Now, Simba strongly believes that Metta cheated in their game. He assumes that Metta used Leela Zero to do so. OC, that may be so, but it is an assumption. If Metta was cheating, why did he blunder away a number of stones early in the game? Simba assumes that Metta did not cheat early in the game, because Leela Zero is so strong that Metta could use it to win if he got behind. Now that is a plausible theory of cheating, but it is also ad hoc, tailored to fit the evidence.
Then there is the curious case, advanced by the anonymous accuser, of the now infamous move 156, where Metta did not pick the play recommended by Leela 11, which was a mistake, but picked the play recommended by Leela Zero. Why that might be relevant is a puzzle, given the theory that Metta used Leela Zero to cheat, anyway. To get there the anonymous accuser had to assume, as he stated on reddit, that once he was comfortably ahead Carlo started using both Leela 11 and Leela Zero, side by side, to cheat. Not only is that an additional assumption, it is implausible on its face.
Now, making assumptions weakens a case, but when the assumptions are not pointed out, doing so can appear to strengthen a case. The anonymous accuser's gratuitous assumption performs that function brilliantly.
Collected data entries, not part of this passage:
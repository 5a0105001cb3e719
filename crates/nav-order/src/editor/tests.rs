//! Editor Tests
//!
//! Drag/drop behavior, payload shape and the save lifecycle.

#[cfg(test)]
mod tests {
    use std::cell::RefCell;
    use std::collections::VecDeque;

    use async_trait::async_trait;
    use proptest::prelude::*;

    use crate::api::{OrderApi, SaveError};
    use crate::domain::{CategoryId, DomainError, ItemId, Slot, Snapshot, SnapshotItem, SnapshotSlot};
    use crate::editor::*;

    fn category(id: &str, items: &[(i32, &str)]) -> SnapshotSlot {
        SnapshotSlot::Category {
            id: CategoryId::from(id),
            name: id.to_uppercase(),
            items: items.iter().map(|(id, label)| SnapshotItem::new(*id, label)).collect(),
        }
    }

    fn standalone(id: i32, label: &str) -> SnapshotSlot {
        SnapshotSlot::Item(SnapshotItem::new(id, label))
    }

    /// Root order [A, z, B] with A = [x, y] and B empty
    fn setup_editor() -> HierarchicalOrderEditor {
        let snapshot = Snapshot {
            slots: vec![
                category("a", &[(1, "x"), (2, "y")]),
                standalone(3, "z"),
                category("b", &[]),
            ],
        };
        HierarchicalOrderEditor::from_snapshot(snapshot).expect("valid snapshot")
    }

    fn record(id: i32, weight: u32, category: Option<&str>) -> OrderRecord {
        OrderRecord {
            id: ItemId::from(id),
            weight,
            category: category.map(CategoryId::from),
        }
    }

    fn item_drag(id: i32) -> DragSubject {
        DragSubject::Item(ItemId::from(id))
    }

    fn category_container(id: &str) -> Container {
        Container::Category(CategoryId::from(id))
    }

    /// Every item sits in exactly one place and its category_id agrees.
    fn assert_consistent(editor: &HierarchicalOrderEditor) {
        let mut seen = Vec::new();
        for slot in editor.slots() {
            match slot {
                Slot::Item(id) => {
                    assert_eq!(editor.item(id).unwrap().category_id, None);
                    seen.push(id.clone());
                }
                Slot::Category(category) => {
                    for id in &category.items {
                        assert_eq!(editor.item(id).unwrap().category_id.as_ref(), Some(&category.id));
                        seen.push(id.clone());
                    }
                }
            }
        }
        let total = seen.len();
        seen.sort();
        seen.dedup();
        assert_eq!(seen.len(), total, "an item appears twice");
        assert_eq!(total, editor.item_count(), "an item went missing");
    }

    #[test]
    fn test_payload_interleaves_levels() {
        let editor = setup_editor();

        assert_eq!(
            editor.compute_save_payload(),
            vec![
                record(1, 0, Some("a")),
                record(2, 1, Some("a")),
                record(3, 2, None),
            ]
        );
    }

    #[test]
    fn test_payload_is_idempotent() {
        let mut editor = setup_editor();
        editor.begin_drag(item_drag(3));
        editor.drop_into(category_container("b"), 0);
        editor.end_drag();

        let first = editor.compute_save_payload();
        let second = editor.compute_save_payload();
        assert_eq!(first, second);
    }

    #[test]
    fn test_move_item_from_category_to_root() {
        let mut editor = setup_editor();
        let x = ItemId::from(1);

        assert!(editor.begin_drag(item_drag(1)));
        let outcome = editor.drop_into(Container::Root, 0);
        editor.end_drag();

        assert_eq!(outcome, DropOutcome::Accepted(Location::Root(0)));
        assert_eq!(editor.item(&x).unwrap().category_id, None);
        assert_eq!(editor.category(&CategoryId::from("a")).unwrap().items, vec![ItemId::from(2)]);
        assert_eq!(editor.slots()[0], Slot::Item(x.clone()));
        assert_eq!(editor.location_of(&x), Some(Location::Root(0)));
        assert_eq!(editor.compute_save_payload()[0], record(1, 0, None));
        assert_consistent(&editor);
    }

    #[test]
    fn test_move_standalone_item_into_category() {
        let mut editor = setup_editor();

        editor.begin_drag(item_drag(3));
        let outcome = editor.drop_into(category_container("a"), 1);
        editor.end_drag();

        assert_eq!(
            outcome,
            DropOutcome::Accepted(Location::Category {
                category: CategoryId::from("a"),
                index: 1,
            })
        );
        assert_eq!(editor.slots().len(), 2);
        assert_eq!(
            editor.compute_save_payload(),
            vec![
                record(1, 0, Some("a")),
                record(3, 1, Some("a")),
                record(2, 2, Some("a")),
            ]
        );
        assert_consistent(&editor);
    }

    #[test]
    fn test_move_between_categories() {
        let mut editor = setup_editor();

        editor.begin_drag(item_drag(2));
        editor.drop_into(category_container("b"), 0);
        editor.end_drag();

        assert_eq!(editor.item(&ItemId::from(2)).unwrap().category_id, Some(CategoryId::from("b")));
        assert_eq!(
            editor.compute_save_payload(),
            vec![
                record(1, 0, Some("a")),
                record(3, 1, None),
                record(2, 2, Some("b")),
            ]
        );
        assert_consistent(&editor);
    }

    #[test]
    fn test_reposition_within_same_category() {
        let mut editor = setup_editor();

        editor.begin_drag(item_drag(1));
        let outcome = editor.drop_into(category_container("a"), 1);
        editor.end_drag();

        assert!(outcome.is_accepted());
        assert_eq!(
            editor.category(&CategoryId::from("a")).unwrap().items,
            vec![ItemId::from(2), ItemId::from(1)]
        );
        assert_eq!(editor.item(&ItemId::from(1)).unwrap().category_id, Some(CategoryId::from("a")));
        assert!(editor.has_unsaved_changes());
    }

    #[test]
    fn test_position_past_end_appends() {
        let mut editor = setup_editor();

        editor.begin_drag(item_drag(1));
        let outcome = editor.drop_into(Container::Root, 99);

        assert_eq!(outcome, DropOutcome::Accepted(Location::Root(3)));
        assert_eq!(editor.slots().last(), Some(&Slot::Item(ItemId::from(1))));
    }

    #[test]
    fn test_category_reorder_carries_items() {
        let mut editor = setup_editor();

        editor.begin_drag(DragSubject::Category(CategoryId::from("a")));
        let outcome = editor.drop_into(Container::Root, 2);
        editor.end_drag();

        assert_eq!(outcome, DropOutcome::Accepted(Location::Root(2)));
        assert_eq!(
            editor.compute_save_payload(),
            vec![
                record(3, 0, None),
                record(1, 1, Some("a")),
                record(2, 2, Some("a")),
            ]
        );
        assert_consistent(&editor);
    }

    #[test]
    fn test_category_into_category_is_rejected() {
        let mut editor = setup_editor();
        let before = editor.slots().to_vec();

        editor.begin_drag(DragSubject::Category(CategoryId::from("b")));
        let outcome = editor.drop_into(category_container("a"), 0);
        editor.end_drag();

        assert_eq!(outcome, DropOutcome::Rejected(RejectReason::NestedCategory));
        assert_eq!(editor.slots(), before.as_slice());
        assert!(!editor.has_unsaved_changes());
    }

    #[test]
    fn test_drop_into_unknown_category_is_rejected() {
        let mut editor = setup_editor();
        let before = editor.snapshot();

        editor.begin_drag(item_drag(3));
        let outcome = editor.drop_into(category_container("missing"), 0);

        assert_eq!(outcome, DropOutcome::Rejected(RejectReason::UnknownContainer));
        assert_eq!(editor.snapshot(), before);
        assert!(!editor.has_unsaved_changes());
    }

    #[test]
    fn test_drop_without_drag_is_ignored() {
        let mut editor = setup_editor();

        assert_eq!(editor.drop_into(Container::Root, 0), DropOutcome::Ignored);
        assert!(!editor.has_unsaved_changes());
    }

    #[test]
    fn test_drag_lifecycle_state() {
        let mut editor = setup_editor();

        assert!(!editor.begin_drag(item_drag(42)));
        assert!(!editor.is_dragging());

        assert!(editor.begin_drag(item_drag(3)));
        assert_eq!(
            editor.legal_targets(),
            &[Container::Root, category_container("a"), category_container("b")]
        );

        // a new gesture replaces the old one
        assert!(editor.begin_drag(DragSubject::Category(CategoryId::from("a"))));
        assert_eq!(editor.dragged(), Some(&DragSubject::Category(CategoryId::from("a"))));
        assert_eq!(editor.legal_targets(), &[Container::Root]);

        editor.drop_into(Container::Root, 1);
        assert!(editor.legal_targets().is_empty());
        assert!(editor.is_dragging());

        editor.end_drag();
        assert!(!editor.is_dragging());
        assert!(editor.has_unsaved_changes());
    }

    #[test]
    fn test_end_drag_without_drop_keeps_clean() {
        let mut editor = setup_editor();

        editor.begin_drag(item_drag(1));
        editor.end_drag();

        assert!(!editor.has_unsaved_changes());
        assert_eq!(editor.snapshot(), setup_editor().snapshot());
    }

    #[test]
    fn test_duplicate_ids_rejected() {
        let duplicate_item = Snapshot {
            slots: vec![category("a", &[(1, "x")]), standalone(1, "again")],
        };
        assert_eq!(
            HierarchicalOrderEditor::from_snapshot(duplicate_item).unwrap_err(),
            DomainError::DuplicateItem(ItemId::from(1))
        );

        let duplicate_category = Snapshot {
            slots: vec![category("a", &[]), category("a", &[(2, "y")])],
        };
        assert_eq!(
            HierarchicalOrderEditor::from_snapshot(duplicate_category).unwrap_err(),
            DomainError::DuplicateCategory(CategoryId::from("a"))
        );
    }

    // ========================
    // Save lifecycle
    // ========================

    /// Answers submissions from a script and records what it was sent
    #[derive(Default)]
    struct ScriptedApi {
        responses: RefCell<VecDeque<Result<(), SaveError>>>,
        calls: RefCell<Vec<Vec<OrderRecord>>>,
    }

    impl ScriptedApi {
        fn new(responses: Vec<Result<(), SaveError>>) -> Self {
            Self {
                responses: RefCell::new(responses.into()),
                calls: RefCell::default(),
            }
        }
    }

    #[async_trait(?Send)]
    impl OrderApi for ScriptedApi {
        async fn submit_order(&self, records: &[OrderRecord]) -> Result<(), SaveError> {
            self.calls.borrow_mut().push(records.to_vec());
            self.responses.borrow_mut().pop_front().unwrap_or(Ok(()))
        }
    }

    fn make_dirty(editor: &mut HierarchicalOrderEditor) {
        editor.begin_drag(item_drag(1));
        assert!(editor.drop_into(Container::Root, 0).is_accepted());
        editor.end_drag();
    }

    #[tokio::test]
    async fn test_dirty_flag_lifecycle() {
        let mut editor = setup_editor();
        let api = ScriptedApi::new(vec![
            Err(SaveError::Transport("connection reset".to_string())),
            Err(SaveError::Rejected("Stale order".to_string())),
            Ok(()),
        ]);
        assert!(!editor.has_unsaved_changes());

        make_dirty(&mut editor);
        assert!(editor.has_unsaved_changes());
        let edited = editor.snapshot();

        let err = editor.save(&api).await.unwrap_err();
        assert_eq!(err, SaveError::Transport("connection reset".to_string()));
        assert!(editor.has_unsaved_changes());
        assert_eq!(editor.snapshot(), edited);

        let err = editor.save(&api).await.unwrap_err();
        assert_eq!(err.to_string(), "Stale order");
        assert!(editor.has_unsaved_changes());
        assert!(!editor.is_saving());

        assert_eq!(editor.save(&api).await, Ok(SaveStatus::Saved));
        assert!(!editor.has_unsaved_changes());

        let calls = api.calls.borrow();
        assert_eq!(calls.len(), 3);
        assert_eq!(calls[2], editor.compute_save_payload());
        assert_eq!(calls[2][0], record(1, 0, None));
    }

    #[tokio::test]
    async fn test_second_save_while_in_flight_is_noop() {
        let mut editor = setup_editor();
        let api = ScriptedApi::default();
        make_dirty(&mut editor);

        let ticket = editor.begin_save().expect("first save starts");
        assert!(editor.is_saving());
        assert!(editor.begin_save().is_none());
        assert_eq!(editor.save(&api).await, Ok(SaveStatus::AlreadyInFlight));
        assert!(api.calls.borrow().is_empty());

        editor.finish_save(ticket.revision, Ok(())).unwrap();
        assert!(!editor.is_saving());
        assert!(!editor.has_unsaved_changes());
    }

    #[test]
    fn test_edit_during_save_stays_dirty() {
        let mut editor = setup_editor();
        make_dirty(&mut editor);

        let ticket = editor.begin_save().unwrap();
        editor.begin_drag(item_drag(3));
        editor.drop_into(category_container("b"), 0);
        editor.end_drag();

        editor.finish_save(ticket.revision, Ok(())).unwrap();
        assert!(editor.has_unsaved_changes());
        assert!(editor.begin_save().is_some());
    }

    // ========================
    // Properties
    // ========================

    fn subjects(editor: &HierarchicalOrderEditor) -> Vec<DragSubject> {
        let mut subjects: Vec<DragSubject> = editor
            .compute_save_payload()
            .into_iter()
            .map(|r| DragSubject::Item(r.id))
            .collect();
        subjects.extend(
            editor
                .slots()
                .iter()
                .filter_map(Slot::as_category)
                .map(|c| DragSubject::Category(c.id.clone())),
        );
        subjects
    }

    proptest! {
        #[test]
        fn drops_preserve_structure(
            ops in proptest::collection::vec((0usize..8, 0usize..4, 0usize..6), 1..40)
        ) {
            let mut editor = HierarchicalOrderEditor::from_snapshot(Snapshot {
                slots: vec![
                    category("a", &[(1, "x"), (2, "y")]),
                    standalone(3, "z"),
                    category("b", &[]),
                    category("c", &[(4, "w")]),
                    standalone(5, "v"),
                ],
            }).unwrap();
            let containers = [
                Container::Root,
                category_container("a"),
                category_container("b"),
                category_container("c"),
            ];

            for (subject, container, position) in ops {
                let all = subjects(&editor);
                let subject = all[subject % all.len()].clone();
                let before = editor.snapshot();
                let was_dirty = editor.has_unsaved_changes();

                editor.begin_drag(subject);
                let outcome = editor.drop_into(containers[container].clone(), position);
                editor.end_drag();

                assert_consistent(&editor);
                prop_assert_eq!(editor.slots().iter().filter_map(Slot::as_category).count(), 3);

                let payload = editor.compute_save_payload();
                let weights: Vec<u32> = payload.iter().map(|r| r.weight).collect();
                prop_assert_eq!(weights, (0..5).collect::<Vec<u32>>());

                match outcome {
                    DropOutcome::Accepted(_) => prop_assert!(editor.has_unsaved_changes()),
                    _ => {
                        prop_assert_eq!(editor.snapshot(), before);
                        prop_assert_eq!(editor.has_unsaved_changes(), was_dirty);
                    }
                }
            }
        }
    }
}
On move 156 Leela 11's play, which Metta did not choose, is a significant error, while Leela Zero's play, which Metta did choose, is not. Such a large discrepancy in evaluation between Leela 11 and Leela Zero is unusual, and Anonymous Accuser uses that fact as proof that Metta was cheating.
OC, the discrepancy is relevant only given the assumption that Metta was using both Leela 11 and Leela Zero simultaneously. And the so-called proof requires the hidden assumption that Metta would not have found move 156 if he were not cheating. In fact, it is an obvious candidate move.
The original case against Metta, made by the Israeli team, also makes assumptions that make the case appear stronger than it is while actually weakening it. One known way of cheating online is to use a superhuman program to choose your plays. Here the obvious suspect is Leela, especially since Metta says that he used it for training. One problem with that theory is that many of his moves do not match Leela's choice. One possibility, OC, is that Metta cheated in a different way. When asked how they might cheat using a superstrong bot, players on this forum suggested that they might use it to avoid blunders. To test that theory would involve looking at individual plays for evidence of errors. I have actually done that, as have others.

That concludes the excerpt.